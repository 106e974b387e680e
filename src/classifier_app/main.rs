use crate::classifier_app::core::{init, transition, Effect, Event, State, Upload};
use crate::classifier_app::run_effect::RunEffect;
use crate::config::Config;
use crate::library::logger::interface::Logger;
use crate::resources::interface::ResourceLoader;
use std::path::Path;
use std::sync::mpsc::{channel, Receiver};
use std::sync::Arc;

pub struct ClassifierApp {
    pub config: Config,
    pub logger: Arc<dyn Logger + Send + Sync>,
    pub state: State,
    pub event_receiver: Receiver<Event>,
    pub run_effect: RunEffect,
    pub path_input: String,
    pub preview: Option<(Upload, egui::TextureHandle)>,
}

impl ClassifierApp {
    pub fn new(
        config: Config,
        logger: Arc<dyn Logger + Send + Sync>,
        resource_loader: Arc<dyn ResourceLoader + Send + Sync>,
    ) -> Self {
        let logger = logger.with_namespace("app");
        let (event_sender, event_receiver) = channel();
        let run_effect = RunEffect::new(
            config.clone(),
            logger.clone(),
            resource_loader,
            event_sender,
        );
        let (state, effects) = init();

        let app = Self {
            config,
            logger,
            state,
            event_receiver,
            run_effect,
            path_input: String::new(),
            preview: None,
        };
        app.spawn_effects(effects);
        app
    }

    pub fn dispatch(&mut self, event: Event) {
        let _ = self.logger.info(&format!(
            "\nold state:\n\t{:?}\n\nevent:\n\t{:?}",
            self.state, event,
        ));

        let (new_state, effects) = transition(&self.config, self.state.clone(), event);

        let _ = self.logger.info(&format!(
            "\nnew state:\n\t{:?}\n\neffects:\n\t{:?}",
            new_state, effects
        ));

        self.state = new_state;
        self.spawn_effects(effects);
    }

    /// Applies every event the effect threads have posted so far.
    pub fn process_pending_events(&mut self) {
        while let Ok(event) = self.event_receiver.try_recv() {
            self.dispatch(event);
        }
    }

    pub fn submit_upload(&mut self, upload: Upload) {
        self.dispatch(Event::UploadSubmitted(upload));
    }

    pub fn submit_path(&mut self, path: &Path) {
        let name = path
            .file_name()
            .map(|name| name.to_string_lossy().to_string())
            .unwrap_or_else(|| path.display().to_string());

        match std::fs::read(path) {
            Ok(bytes) => self.submit_upload(Upload::new(name, bytes)),
            Err(e) => self.dispatch(Event::UploadReadFailed {
                name,
                message: e.to_string(),
            }),
        }
    }

    fn spawn_effects(&self, effects: Vec<Effect>) {
        for effect in effects {
            let run_effect = self.run_effect.clone();
            std::thread::spawn(move || run_effect.run_effect(effect));
        }
    }
}

#[cfg(test)]
impl ClassifierApp {
    /// Blocks until the app is no longer loading or processing.
    pub fn settle(&mut self, timeout: std::time::Duration) {
        let deadline = std::time::Instant::now() + timeout;
        while self.state.is_busy() {
            let remaining = deadline.saturating_duration_since(std::time::Instant::now());
            if remaining.is_zero() {
                return;
            }
            if let Ok(event) = self.event_receiver.recv_timeout(remaining) {
                self.dispatch(event);
            }
        }
    }
}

What you need to do: The answer should be one number: how many lines in the listing above contain "channel".

Written solution: 2